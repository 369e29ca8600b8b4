use std::path::PathBuf;

/// Inputs to the profile-confirmation state machine.
#[derive(Debug, Clone, PartialEq, Eq)]
pub enum ConfirmMsg {
    /// The operator proposed a profile directory (the CLI value or a typed
    /// correction). `is_dir` is the driver's filesystem check; the machine
    /// itself never touches the disk.
    ProfileProposed { path: PathBuf, is_dir: bool },
    /// The operator answered the loaded-correctly prompt.
    Answered(String),
    /// The prompt was interrupted (Ctrl-C or closed input).
    Interrupted,
}
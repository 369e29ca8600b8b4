//! Terminal logging initialization for migrator_app.

use log::LevelFilter;
use simplelog::{ColorChoice, CombinedLogger, Config, ConfigBuilder, TermLogger, TerminalMode};

/// Initialize the terminal logger. `verbose` raises the level to Debug so
/// per-link diagnostics become visible.
pub fn initialize(verbose: bool) {
    let level = if verbose {
        LevelFilter::Debug
    } else {
        LevelFilter::Info
    };

    let config = build_config();

    let _ = CombinedLogger::init(vec![TermLogger::new(
        level,
        config,
        TerminalMode::Mixed,
        ColorChoice::Auto,
    )]);
}

fn build_config() -> Config {
    ConfigBuilder::new()
        .set_time_format_rfc3339()
        .set_target_level(LevelFilter::Error)
        .build()
}
use std::fs;
use std::io::{self, Write};
use std::path::{Path, PathBuf};

use tempfile::NamedTempFile;
use thiserror::Error;

use migrator_logging::migrator_debug;

#[derive(Debug, Error)]
pub enum StoreError {
    #[error("{0} is not a valid file")]
    NotFound(PathBuf),
    #[error("io error: {0}")]
    Io(#[from] io::Error),
}

/// Read every line of `path` (newline-stripped, blank lines included), in
/// file order.
pub fn read_lines(path: &Path) -> Result<Vec<String>, StoreError> {
    if !path.is_file() {
        return Err(StoreError::NotFound(path.to_path_buf()));
    }
    let contents = fs::read_to_string(path)?;
    Ok(contents.lines().map(ToOwned::to_owned).collect())
}

/// Overwrite `path` with `lines` joined by newlines (no trailing newline),
/// writing a temp file first and renaming so readers never see a partial file.
pub fn write_lines(path: &Path, lines: &[String]) -> Result<(), StoreError> {
    let dir = match path.parent() {
        Some(parent) if !parent.as_os_str().is_empty() => parent,
        _ => Path::new("."),
    };
    let mut tmp = NamedTempFile::new_in(dir)?;
    tmp.write_all(lines.join("\n").as_bytes())?;
    tmp.flush()?;
    tmp.as_file_mut().sync_all()?;

    // Replace existing file if present to keep determinism.
    if path.exists() {
        fs::remove_file(path)?;
    }
    tmp.persist(path).map_err(|e| StoreError::Io(e.error))?;
    Ok(())
}

/// Checkpoint location for `path`: the same file name with `.tmp` appended.
pub fn checkpoint_path(path: &Path) -> PathBuf {
    let mut name = path.as_os_str().to_os_string();
    name.push(".tmp");
    PathBuf::from(name)
}

/// The set-mode input as loaded from disk.
#[derive(Debug, Clone, PartialEq, Eq)]
pub struct ResumableList {
    pub lines: Vec<String>,
    /// True when the lines came from an in-progress checkpoint.
    pub resumed: bool,
}

/// Load the set-mode input, preferring an in-progress checkpoint over the
/// original file when one exists.
pub fn load_resumable(path: &Path) -> Result<ResumableList, StoreError> {
    let checkpoint = checkpoint_path(path);
    if checkpoint.exists() {
        migrator_debug!("found checkpoint {}", checkpoint.display());
        Ok(ResumableList {
            lines: read_lines(&checkpoint)?,
            resumed: true,
        })
    } else {
        migrator_debug!("opening {}", path.display());
        Ok(ResumableList {
            lines: read_lines(path)?,
            resumed: false,
        })
    }
}

/// Snapshot the remaining links next to the input file. Best effort: only
/// called when a set run is interrupted with save-progress enabled.
pub fn write_checkpoint(path: &Path, remaining: &[String]) -> Result<(), StoreError> {
    write_lines(&checkpoint_path(path), remaining)
}

/// Remove a checkpoint left by an earlier interrupted run, if any.
pub fn clear_checkpoint(path: &Path) -> Result<(), StoreError> {
    let checkpoint = checkpoint_path(path);
    if checkpoint.exists() {
        fs::remove_file(&checkpoint)?;
    }
    Ok(())
}
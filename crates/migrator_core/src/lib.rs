//! Migrator core: run configuration and the profile-confirmation state machine.
mod config;
mod effect;
mod msg;
mod state;
mod update;

pub use config::{Action, RunConfig};
pub use effect::{ConfirmEffect, PromptKind};
pub use msg::ConfirmMsg;
pub use state::ConfirmState;
pub use update::update;
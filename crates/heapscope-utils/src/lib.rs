//! # Heapscope Utilities
//!
//! Shared helpers for the heapscope workspace; currently the logging
//! infrastructure built on `tracing`.

pub mod logging;

// Re-export commonly used logging functions for convenience
pub use logging::{init_logging, init_logging_with_level, LogFormat, LogLevel};
pub use tracing::{debug, error, info, trace, warn};
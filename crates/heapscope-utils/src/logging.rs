//! # Logging Utilities
//!
//! Logging infrastructure for heapscope using `tracing`.
//!
//! ## Quick Start
//!
//! ```rust,no_run
//! use heapscope_utils::init_logging;
//!
//! // Initialize with default settings (reads from RUST_LOG env var)
//! init_logging().expect("Failed to initialize logging");
//!
//! tracing::info!("loading dump");
//! ```
//!
//! ## Environment Variables
//!
//! - `RUST_LOG`: log level filter (e.g. `debug`, `heapscope_core=debug`)
//! - `HEAPSCOPE_LOG_FORMAT`: output format (`json` or `pretty`, default: `pretty`)

use std::env;
use std::str::FromStr;

use tracing::Level;
use tracing_subscriber::layer::SubscriberExt;
use tracing_subscriber::util::SubscriberInitExt;
use tracing_subscriber::{fmt, EnvFilter, Layer, Registry};

/// Log output format
#[derive(Debug, Clone, Copy, PartialEq, Eq)]
pub enum LogFormat
{
    /// Pretty-printed, human-readable format (default for development)
    Pretty,
    /// JSON format (default for production)
    Json,
}

impl FromStr for LogFormat
{
    type Err = String;

    fn from_str(s: &str) -> Result<Self, Self::Err>
    {
        match s.to_lowercase().as_str() {
            "pretty" | "dev" | "development" => Ok(LogFormat::Pretty),
            "json" | "prod" | "production" => Ok(LogFormat::Json),
            _ => Err(format!("Unknown log format: {s}. Use 'pretty' or 'json'")),
        }
    }
}

/// Log level
#[derive(Debug, Clone, Copy, PartialEq, Eq)]
pub enum LogLevel
{
    Error,
    Warn,
    Info,
    Debug,
    Trace,
}

impl From<LogLevel> for Level
{
    fn from(level: LogLevel) -> Self
    {
        match level {
            LogLevel::Error => Level::ERROR,
            LogLevel::Warn => Level::WARN,
            LogLevel::Info => Level::INFO,
            LogLevel::Debug => Level::DEBUG,
            LogLevel::Trace => Level::TRACE,
        }
    }
}

impl FromStr for LogLevel
{
    type Err = String;

    fn from_str(s: &str) -> Result<Self, Self::Err>
    {
        match s.to_lowercase().as_str() {
            "error" | "err" => Ok(LogLevel::Error),
            "warn" | "warning" => Ok(LogLevel::Warn),
            "info" => Ok(LogLevel::Info),
            "debug" | "dbg" => Ok(LogLevel::Debug),
            "trace" => Ok(LogLevel::Trace),
            _ => Err(format!(
                "Unknown log level: {s}. Use 'error', 'warn', 'info', 'debug', or 'trace'"
            )),
        }
    }
}

/// Initialize logging with default settings
///
/// Reads the filter from `RUST_LOG` (defaulting to `warn`, since dump/DWARF
/// disagreements surface as warnings) and the format from
/// `HEAPSCOPE_LOG_FORMAT`.
///
/// ## Errors
///
/// Returns an error if logging is already initialized.
pub fn init_logging() -> Result<(), LoggingError>
{
    let format = env::var("HEAPSCOPE_LOG_FORMAT")
        .ok()
        .and_then(|s| LogFormat::from_str(&s).ok())
        .unwrap_or(LogFormat::Pretty);

    let default_level = env::var("RUST_LOG")
        .unwrap_or_else(|_| "warn".to_string())
        .parse::<LogLevel>()
        .map(Into::into)
        .unwrap_or(Level::WARN);

    init_logging_internal(format, default_level)
}

/// Initialize logging with explicit level and format
///
/// ## Errors
///
/// Returns an error if logging is already initialized.
pub fn init_logging_with_level(level: LogLevel, format: LogFormat) -> Result<(), LoggingError>
{
    init_logging_internal(format, level.into())
}

fn init_logging_internal(format: LogFormat, default_level: Level) -> Result<(), LoggingError>
{
    // RUST_LOG can override the default level with more specific filters
    let env_filter = EnvFilter::try_from_default_env().unwrap_or_else(|_| EnvFilter::new(default_level.to_string()));

    let result = match format {
        LogFormat::Pretty => {
            let layer = fmt::layer()
                .with_target(true)
                .with_writer(std::io::stderr)
                .with_filter(env_filter);
            Registry::default().with(layer).try_init()
        }
        LogFormat::Json => {
            let layer = fmt::layer()
                .json()
                .with_target(true)
                .with_writer(std::io::stderr)
                .with_filter(env_filter);
            Registry::default().with(layer).try_init()
        }
    };
    result.map_err(|err| LoggingError::InitializationFailed(err.to_string()))
}

/// Logging initialization error
#[derive(Debug, thiserror::Error)]
pub enum LoggingError
{
    /// Failed to initialize logging (usually: already initialized)
    #[error("Failed to initialize logging: {0}")]
    InitializationFailed(String),
}
//! # heapscope-core
//!
//! Reads a Go 1.3 heap dump, correlates it with the DWARF info of the
//! program that produced it, and exposes a fully linked object graph for
//! inspection: per-object layouts and contents, outgoing edges, referrers,
//! and dominator-based retained sizes.
//!
//! ## Pipeline
//!
//! [`Dump::load`] runs four phases in order:
//!
//! 1. **Decode** (`decode`): pull varint-tagged records out of the dump
//!    file; object bodies stay in the file and are located by offset.
//! 2. **Name** (`link`, `dwarf`): with an executable, replace the dump's
//!    pointer-only field lists with DWARF layouts where the two agree and
//!    label frame/global slots with variable names; otherwise synthesize
//!    generic names.
//! 3. **Expand** (`fulltype`): materialize the complete layout of every
//!    distinct `(type, kind, size)` triple observed in the heap.
//! 4. **Link** (`link`): sort and index objects by address, chain stack
//!    frames, bind goroutines, and realize edges for every root.
//!
//! Derived analyses ([`analysis`]) are built on demand from the immutable
//! result.
//!
//! ## Concurrency
//!
//! A loaded [`Dump`] is never mutated. Queries that need scratch space
//! (object bodies, edge vectors) take it from an [`ObjScanner`], so several
//! threads can query one dump by giving each its own scanner.

pub mod analysis;
mod decode;
pub mod dump;
mod dwarf;
pub mod error;
mod fulltype;
mod link;
pub mod record;

pub use analysis::{DominatorTree, HistogramEntry, ReferrerIndex, ReferrerSource};
// Re-export commonly used types
pub use dump::{Dump, Edge, ObjId, ObjScanner};
pub use error::{DumpError, Result};
pub use fulltype::FullType;
pub use record::{ByteOrder, Field, FieldKind, TypeKind};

TASK: Your reply should be one number: how many lines in the entries above contain the word "names".

RESULT OF THE TASK: 2